The short and beautiful answer to this, in the words of my dear friend Shriya (find her lovely blog here), is: Just write. Don’t think much, just write, write, write. I followed her advice and I think, just writing helps overcome writer’s block and gets rid of the imposter syndrome. It’s super effective.

That tackled, I am proceeding to the finer questions writers often face:

  1. Should writers write from personal experience or attempt something completely foreign to their understanding? How can they write anything beyond what they know and if they can’t, can we say they aren’t writers but mere memoirists?

    2. It’s very true that writing is an exercise in building awareness of the world around us and of us. In that case, should it matter to a writer that he / she makes a note of his writing habits and styles besides his own reaction to other people’s knowledge and stories?

    3. Should I writer always focus on his / her strengths and speak to it through writing or should he experiment more? What are his limitations?

    4. Does assessing and getting around to answering these questions help evolve with one’s writing and thrust it in new directions?

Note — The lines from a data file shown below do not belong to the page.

//! # 拟合结果图表
//!
//! 使用 `plotters` 绘制原始谱（灰）、重建谱（蓝）与残差（红），
//! 并在接受峰的峰位处标注 (hkl)。支持 PNG 和 SVG 输出。
//!
//! ## 依赖关系
//! - 被 `commands/fit.rs` 调用
//! - 使用 `peaks/assembler.rs` 的结果结构
//! - 使用 `plotters` 渲染图表

use crate::error::{Result, TofPeaksError};
use crate::peaks::assembler::FitResults;

use plotters::prelude::*;
use std::path::Path;

pub fn generate_fit_plot(
    results: &FitResults,
    output_path: &Path,
    title: &str,
    width: u32,
    height: u32,
    use_svg: bool,
) -> Result<()> {
    if use_svg {
        let root = SVGBackend::new(output_path, (width, height)).into_drawing_area();
        draw_fit_chart(&root, results, title)?;
        root.present()
            .map_err(|e| TofPeaksError::Other(e.to_string()))?;
    } else {
        let root = BitMapBackend::new(output_path, (width, height)).into_drawing_area();
        draw_fit_chart(&root, results, title)?;
        root.present()
            .map_err(|e| TofPeaksError::Other(e.to_string()))?;
    }
    Ok(())
}

fn draw_fit_chart<DB: DrawingBackend>(
    root: &DrawingArea<DB, plotters::coord::Shift>,
    results: &FitResults,
    title: &str,
) -> Result<()>
where
    DB::ErrorType: 'static,
{
    root.fill(&WHITE)
        .map_err(|e| TofPeaksError::Other(format!("{:?}", e)))?;

    let pattern = &results.pattern;
    let residual = pattern.residual();
    let x_min = pattern.x.first().copied().unwrap_or(0.0);
    let x_max = pattern.x.last().copied().unwrap_or(1.0);

    // 残差画在零线以下，偏移一个残差幅度
    let y_max = pattern
        .raw
        .iter()
        .chain(pattern.fitted.iter())
        .copied()
        .fold(1.0, f64::max);
    let res_span = residual.iter().map(|r| r.abs()).fold(0.0, f64::max);
    let offset = -1.2 * res_span.max(0.05 * y_max);
    let y_min = offset - res_span.max(0.05 * y_max);

    let mut chart = ChartBuilder::on(root)
        .caption(title, ("sans-serif", 28).into_font())
        .margin(30)
        .x_label_area_size(50)
        .y_label_area_size(70)
        .build_cartesian_2d(x_min..x_max, y_min..(y_max * 1.12))
        .map_err(|e| TofPeaksError::Other(format!("{:?}", e)))?;

    chart
        .configure_mesh()
        .x_desc("TOF (μs)")
        .y_desc("Intensity (counts)")
        .x_label_style(("sans-serif", 16))
        .y_label_style(("sans-serif", 16))
        .axis_desc_style(("sans-serif", 18))
        .draw()
        .map_err(|e| TofPeaksError::Other(format!("{:?}", e)))?;

    let raw_color = RGBColor(150, 150, 150);
    chart
        .draw_series(LineSeries::new(
            pattern.x.iter().copied().zip(pattern.raw.iter().copied()),
            raw_color.stroke_width(1),
        ))
        .map_err(|e| TofPeaksError::Other(format!("{:?}", e)))?
        .label("raw")
        .legend(move |(x, y)| PathElement::new(vec![(x, y), (x + 20, y)], raw_color));

    let fit_color = RGBColor(0, 102, 204);
    chart
        .draw_series(LineSeries::new(
            pattern.x.iter().copied().zip(pattern.fitted.iter().copied()),
            fit_color.stroke_width(2),
        ))
        .map_err(|e| TofPeaksError::Other(format!("{:?}", e)))?
        .label("fitted")
        .legend(move |(x, y)| PathElement::new(vec![(x, y), (x + 20, y)], fit_color));

    let res_color = RGBColor(204, 51, 51);
    chart
        .draw_series(LineSeries::new(
            pattern
                .x
                .iter()
                .copied()
                .zip(residual.iter().map(|r| r + offset)),
            res_color.stroke_width(1),
        ))
        .map_err(|e| TofPeaksError::Other(format!("{:?}", e)))?
        .label("residual")
        .legend(move |(x, y)| PathElement::new(vec![(x, y), (x + 20, y)], res_color));

    // 标注接受峰
    for peak in &results.accepted {
        let idx = pattern.x.partition_point(|&v| v < peak.centre);
        let y_pos = pattern
            .fitted
            .get(idx)
            .copied()
            .unwrap_or(0.0)
            .max(pattern.raw.get(idx).copied().unwrap_or(0.0));

        let label = format!("({}{}{})", peak.hkl.h, peak.hkl.k, peak.hkl.l);
        let text_style = ("sans-serif", 12).into_font().color(&BLACK);
        chart
            .draw_series(std::iter::once(Text::new(
                label,
                (peak.centre, y_pos + 0.03 * y_max),
                text_style,
            )))
            .map_err(|e| TofPeaksError::Other(format!("{:?}", e)))?;
    }

    chart
        .configure_series_labels()
        .background_style(WHITE.mix(0.8))
        .border_style(BLACK)
        .draw()
        .map_err(|e| TofPeaksError::Other(format!("{:?}", e)))?;

    Ok(())
}
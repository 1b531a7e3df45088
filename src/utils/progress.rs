//! # 进度条工具
//!
//! 封装 `indicatif` 提供统一的进度条样式。
//!
//! ## 依赖关系
//! - 被 `batch/runner.rs` 使用
//! - 使用 `indicatif` crate

use indicatif::{ProgressBar, ProgressStyle};

/// 创建标准进度条
pub fn create_progress_bar(len: u64, message: &str) -> ProgressBar {
    let pb = ProgressBar::new(len);
    let style = ProgressStyle::with_template(
        "{spinner:.green} [{elapsed_precise}] [{bar:40.cyan/blue}] {pos}/{len} ({eta}) {msg}",
    )
    .unwrap_or_else(|_| ProgressStyle::default_bar())
    .progress_chars("#>-");
    pb.set_style(style);
    pb.set_message(message.to_string());
    pb
}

I am thinking these over and trying to answer each one by one. I don’t know if I am making sense but if you are a writer too, chug along –

First, I enjoy writing memoirs. Memoir writing is like letting loose a vast reservoir of personal memory – joy, sorrow, struggles and convictions – and bringing them all together to share something others can connect with. If a memoir doesn’t make you connect with it, half of its purpose is lost. It’s like writing on love but the experience of love (that can be universal) escapes you even if you have read it multiple times. Or, if you write about growing up wanting to be a writer, your struggle to earn legitimacy for your ambition escapes the reader. This exercise in personal memory comes easy to me. I don’t know about others but I can imagine memoirs can be very difficult for some people who are reluctant or hesitant or still coming to terms with their memories. And some people may just be very private and shy.

This brings me to the very question of attempting something we don’t understand or know much. Should we write about it? Yes, we must. Familiarity can be acquired or imagined, in my view. Journalists do that all the time and I think, I am saying this partly because my years as a journalist equip me to traverse other universes and people’s stories with a certain empathy that comes with years of professional practice. Yet, it can be difficult, especially if you are fictionalizing it. Some of the stories I have done in the past lie as story pegs for some of the short stories I have wanted to write. The plot has come to me in minutes, but stitching together details has been a painstaking effort. I say this in spite of all the ground work I put into the stories, all the interviews and social mapping that goes into reportage.

Second, do I make a note of my writing habits and styles besides my own reaction to other people’s knowledge and stories?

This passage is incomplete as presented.